**** Records shown

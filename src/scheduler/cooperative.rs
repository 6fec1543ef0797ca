//! Cooperative in-kernel task system.
//!
//! A fixed table of eight task slots, each owning a 4 KiB statically
//! allocated stack, multiplexed by a non-preemptive round-robin scheduler.
//! Context switches happen only at explicit `yield_now` calls (or the
//! one-way boot switch); no interrupt can re-enter the scheduler, so all
//! task-table access is race-free by construction.
//!
//! A fresh task's stack carries a synthesized register image that makes its
//! first switch-in indistinguishable from a switch-out: `ctx_switch` pops
//! eight general registers and EFLAGS and then "returns" into the
//! trampoline, which calls the task's entry function and parks the task in
//! `task_exit` should the entry ever return.

use core::cell::UnsafeCell;
use core::ptr;

use crate::arch::switch::ctx_switch;
use crate::debugln;
use crate::regions;

/// Task table capacity. Slot indices double as user-visible task ids.
pub const MAX_TASKS: usize = 8;

/// Per-task stack size in bytes
pub const TASK_STACK_SIZE: usize = 4096;

/// EFLAGS image for a fresh task: reserved bit 1 set, IF clear.
const INITIAL_EFLAGS: u32 = 0x0000_0002;

/// Entry point type for schedulable kernel tasks.
///
/// Entries take nothing and return nothing; a returning entry lands in
/// `task_exit` via the trampoline.
pub type TaskEntry = fn();

/// Task lifecycle states.
///
/// `Blocked` is reserved: the core never transitions into it, but the value
/// is accepted and displayed.
#[derive(Debug, Clone, Copy, PartialEq, Eq)]
pub enum TaskState {
    Dead,
    Ready,
    Running,
    Blocked,
}

impl TaskState {
    /// Single-character rendering used by the HUD and the `ps` listing.
    pub fn display_char(self) -> u8 {
        match self {
            TaskState::Ready => b'R',
            TaskState::Running => b'*',
            TaskState::Blocked => b'B',
            TaskState::Dead => b'D',
        }
    }
}

#[derive(Debug, Clone, Copy, PartialEq, Eq)]
pub enum SpawnError {
    /// Static task table is full.
    CapacityExceeded,
}

#[derive(Debug, Clone, Copy, PartialEq, Eq)]
pub enum KillError {
    /// Id is outside the task table.
    BadId,
    /// Target slot holds no live task.
    NotAlive,
    /// A task may not kill itself.
    Current,
}

/// One slot in the static task table.
#[derive(Clone, Copy)]
struct Task {
    state: TaskState,
    /// Stack pointer to resume from; meaningful only when the task is not
    /// the one currently running.
    saved_sp: u32,
    name: Option<&'static str>,
    entry: Option<TaskEntry>,
}

impl Task {
    const fn vacant() -> Self {
        Self {
            state: TaskState::Dead,
            saved_sp: 0,
            name: None,
            entry: None,
        }
    }
}

/// Copy of one slot's user-visible fields, for the HUD and `ps`.
#[derive(Debug, Clone, Copy, PartialEq, Eq)]
pub struct TaskSummary {
    pub state: TaskState,
    pub name: Option<&'static str>,
}

struct SchedulerState {
    tasks: [Task; MAX_TASKS],
    /// Index of the RUNNING task, `None` before the first switch.
    current: Option<usize>,
}

impl SchedulerState {
    const fn new() -> Self {
        Self {
            tasks: [Task::vacant(); MAX_TASKS],
            current: None,
        }
    }
}

/// All task stacks, one fixed region per slot.
///
/// 4096 is a multiple of 16, so aligning the pool aligns every region.
#[repr(align(16))]
struct StackPool([[u8; TASK_STACK_SIZE]; MAX_TASKS]);

struct SchedulerGlobal {
    state: UnsafeCell<SchedulerState>,
    stacks: UnsafeCell<StackPool>,
}

// SAFETY:
// - Kernel is single-core and never enables interrupts.
// - Access is serialized because exactly one task runs at a time and
//   `with_state` closures contain no yield point.
unsafe impl Sync for SchedulerGlobal {}

static SCHED: SchedulerGlobal = SchedulerGlobal {
    state: UnsafeCell::new(SchedulerState::new()),
    stacks: UnsafeCell::new(StackPool([[0; TASK_STACK_SIZE]; MAX_TASKS])),
};

/// Executes `f` with mutable scheduler state.
///
/// The closure must not reach a yield point: the borrow is handed out on
/// the assumption that no other code runs until it returns.
#[inline]
fn with_state<R>(f: impl FnOnce(&mut SchedulerState) -> R) -> R {
    // SAFETY:
    // - Single thread of control, no interrupts, no nested schedule calls.
    unsafe { f(&mut *SCHED.state.get()) }
}

/// Reset the task table to all-DEAD with no current task.
pub fn init() {
    with_state(|state| {
        *state = SchedulerState::new();
    });
    regions::hud_mark_dirty();
}

/// Builds the initial register image on the stack of `slot` and returns the
/// stack pointer `ctx_switch` will resume from (it addresses the EDI cell).
fn build_initial_frame(slot: usize) -> u32 {
    // SAFETY:
    // - `slot` is in-bounds and DEAD, so no live task references its stack.
    // - Single thread of control; nothing else touches the pool.
    unsafe {
        let pool = &mut *SCHED.stacks.get();
        let stack = &mut pool.0[slot];
        let top = stack.as_mut_ptr().add(TASK_STACK_SIZE) as *mut u32;

        let trampoline: extern "C" fn() -> ! = task_trampoline;

        let mut sp = top;
        sp = sp.sub(1);
        ptr::write(sp, trampoline as usize as u32); // RET target
        sp = sp.sub(1);
        ptr::write(sp, INITIAL_EFLAGS); // POPFD
        // POPAD image, all zero; EDI ends up at the lowest address.
        for _ in 0..8 {
            sp = sp.sub(1);
            ptr::write(sp, 0);
        }

        sp as u32
    }
}

/// First instruction of every task.
///
/// The scheduler stores `current` before switching onto this stack, so the
/// slot's entry can be looked up here. A returning entry parks in
/// `task_exit`; the slot is reclaimed only by an explicit kill.
extern "C" fn task_trampoline() -> ! {
    let entry = with_state(|state| state.current.and_then(|id| state.tasks[id].entry));
    if let Some(entry) = entry {
        entry();
    }
    task_exit();
}

/// Park the calling task forever.
///
/// The slot intentionally stays non-DEAD: "alive but doing nothing" is the
/// contract for an entry that returns, and `kill` remains the only way to
/// free the slot.
pub fn task_exit() -> ! {
    if let Some(id) = current_task_id() {
        debugln!("task {}: entry returned, parking", id);
    }
    loop {
        yield_now();
    }
}

/// Reserve the lowest DEAD slot for a new task and mark it READY.
///
/// Returns the slot index, which is the task's id for `kill` and listings.
pub fn task_create(entry: TaskEntry, name: &'static str) -> Result<usize, SpawnError> {
    let id = with_state(|state| {
        let id = state
            .tasks
            .iter()
            .position(|task| task.state == TaskState::Dead)
            .ok_or(SpawnError::CapacityExceeded)?;

        let saved_sp = build_initial_frame(id);
        state.tasks[id] = Task {
            state: TaskState::Ready,
            saved_sp,
            name: Some(name),
            entry: Some(entry),
        };
        Ok(id)
    })?;

    regions::hud_mark_dirty();
    debugln!("task {}: created '{}'", id, name);
    Ok(id)
}

/// Kill a task by id.
///
/// Fails for ids outside the table, DEAD slots, and the calling task. When
/// the victim owns an overlay row, that row is cleared using the victim's
/// pre-kill instance index.
pub fn task_kill(id: usize) -> Result<(), KillError> {
    let overlay_row = with_state(|state| {
        if id >= MAX_TASKS {
            return Err(KillError::BadId);
        }
        let task = state.tasks[id];
        if task.state == TaskState::Dead {
            return Err(KillError::NotAlive);
        }
        if state.current == Some(id) {
            return Err(KillError::Current);
        }

        // Instance index must be computed while the slot still counts.
        let overlay_row = task.name.and_then(|name| {
            instance_index_in(state, name, id).and_then(|idx| regions::overlay_row(name, idx))
        });

        state.tasks[id] = Task::vacant();
        Ok(overlay_row)
    })?;

    if let Some(row) = overlay_row {
        regions::overlay_clear_row(row);
    }
    regions::hud_mark_dirty();
    debugln!("task {}: killed", id);
    Ok(())
}

/// What `schedule` decided to do once the table was updated.
enum SwitchPlan {
    /// Keep running on the current stack.
    Stay,
    /// One-way boot switch; the outgoing stack pointer is discarded.
    First { new_sp: u32 },
    /// Regular swap between two task stacks.
    Swap { save_sp: *mut u32, new_sp: u32 },
}

/// Cooperative round-robin scheduler.
///
/// Demotes the running task to READY, picks the first READY slot after it
/// in strict rotation, redraws the HUD if dirty, and swaps stacks. With no
/// other READY task the caller keeps running; with nothing runnable at all
/// (only possible before the first switch) this simply returns.
pub fn schedule() {
    let plan = with_state(|state| {
        let prev = state.current;

        if let Some(prev) = prev {
            if state.tasks[prev].state == TaskState::Running {
                state.tasks[prev].state = TaskState::Ready;
            }
        }

        // Strict rotation: first READY slot after prev, wrapping.
        let start = prev.map_or(0, |prev| prev + 1);
        let mut next = None;
        for step in 0..MAX_TASKS {
            let idx = (start + step) % MAX_TASKS;
            if state.tasks[idx].state == TaskState::Ready {
                next = Some(idx);
                break;
            }
        }

        let Some(next) = next else {
            if let Some(prev) = prev {
                if state.tasks[prev].state != TaskState::Dead {
                    state.tasks[prev].state = TaskState::Running;
                }
            }
            return SwitchPlan::Stay;
        };

        state.current = Some(next);
        state.tasks[next].state = TaskState::Running;

        match prev {
            None => SwitchPlan::First {
                new_sp: state.tasks[next].saved_sp,
            },
            Some(prev) if prev != next => SwitchPlan::Swap {
                save_sp: &mut state.tasks[prev].saved_sp as *mut u32,
                new_sp: state.tasks[next].saved_sp,
            },
            Some(_) => SwitchPlan::Stay,
        }
    });

    regions::hud_draw_if_dirty();

    match plan {
        SwitchPlan::Stay => {}
        SwitchPlan::First { new_sp } => {
            let mut discard: u32 = 0;
            // SAFETY:
            // - `new_sp` is a synthesized or previously saved image on a
            //   live task stack.
            // - The boot stack is abandoned; nothing ever resumes from
            //   `discard`.
            unsafe {
                ctx_switch(&mut discard, new_sp);
            }
        }
        SwitchPlan::Swap { save_sp, new_sp } => {
            // SAFETY:
            // - `save_sp` points into the static task table; the closure
            //   borrow ended before the switch.
            // - `new_sp` is a valid image on the incoming task's stack.
            unsafe {
                ctx_switch(save_sp, new_sp);
            }
        }
    }
}

/// Voluntary yield point: hand the CPU to the next READY task.
pub fn yield_now() {
    schedule();
}

/// Id of the RUNNING task, `None` before the first switch.
pub fn current_task_id() -> Option<usize> {
    with_state(|state| state.current)
}

/// State of slot `id`, or `None` for ids outside the table.
pub fn task_state(id: usize) -> Option<TaskState> {
    with_state(|state| state.tasks.get(id).map(|task| task.state))
}

/// Copy of every slot's user-visible fields, DEAD slots included.
pub fn tasks_snapshot() -> [TaskSummary; MAX_TASKS] {
    with_state(|state| {
        let mut summary = [TaskSummary {
            state: TaskState::Dead,
            name: None,
        }; MAX_TASKS];
        for (slot, task) in state.tasks.iter().enumerate() {
            summary[slot] = TaskSummary {
                state: task.state,
                name: task.name,
            };
        }
        summary
    })
}

/// Saved stack pointer of slot `id` when it holds a live task.
///
/// Primarily intended for integration tests and diagnostics.
pub fn saved_stack_pointer(id: usize) -> Option<u32> {
    with_state(|state| {
        state
            .tasks
            .get(id)
            .filter(|task| task.state != TaskState::Dead)
            .map(|task| task.saved_sp)
    })
}

/// Position of task `me` among live tasks named `name`, in slot order.
///
/// `None` when slot `me` is DEAD, unnamed, or named differently. Heartbeat
/// tasks use this to claim an overlay row that is stable under kills of
/// their siblings.
pub fn instance_index(name: &str, me: usize) -> Option<usize> {
    with_state(|state| instance_index_in(state, name, me))
}

fn instance_index_in(state: &SchedulerState, name: &str, me: usize) -> Option<usize> {
    let mut idx = 0;
    for (slot, task) in state.tasks.iter().enumerate() {
        if task.state == TaskState::Dead {
            continue;
        }
        let Some(task_name) = task.name else {
            continue;
        };
        if task_name != name {
            continue;
        }
        if slot == me {
            return Some(idx);
        }
        idx += 1;
    }
    None
}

********

**Your goal**:
When you reach the line containing "Index of the" in the data above, start copying exactly, and stop after the line containing "and returns the".

**Response to this exercise**:
    /// Index of the RUNNING task, `None` before the first switch.
    current: Option<usize>,
}

impl SchedulerState {
    const fn new() -> Self {
        Self {
            tasks: [Task::vacant(); MAX_TASKS],
            current: None,
        }
    }
}

/// All task stacks, one fixed region per slot.
///
/// 4096 is a multiple of 16, so aligning the pool aligns every region.
#[repr(align(16))]
struct StackPool([[u8; TASK_STACK_SIZE]; MAX_TASKS]);

struct SchedulerGlobal {
    state: UnsafeCell<SchedulerState>,
    stacks: UnsafeCell<StackPool>,
}

// SAFETY:
// - Kernel is single-core and never enables interrupts.
// - Access is serialized because exactly one task runs at a time and
//   `with_state` closures contain no yield point.
unsafe impl Sync for SchedulerGlobal {}

static SCHED: SchedulerGlobal = SchedulerGlobal {
    state: UnsafeCell::new(SchedulerState::new()),
    stacks: UnsafeCell::new(StackPool([[0; TASK_STACK_SIZE]; MAX_TASKS])),
};

/// Executes `f` with mutable scheduler state.
///
/// The closure must not reach a yield point: the borrow is handed out on
/// the assumption that no other code runs until it returns.
#[inline]
fn with_state<R>(f: impl FnOnce(&mut SchedulerState) -> R) -> R {
    // SAFETY:
    // - Single thread of control, no interrupts, no nested schedule calls.
    unsafe { f(&mut *SCHED.state.get()) }
}

/// Reset the task table to all-DEAD with no current task.
pub fn init() {
    with_state(|state| {
        *state = SchedulerState::new();
    });
    regions::hud_mark_dirty();
}

/// Builds the initial register image on the stack of `slot` and returns the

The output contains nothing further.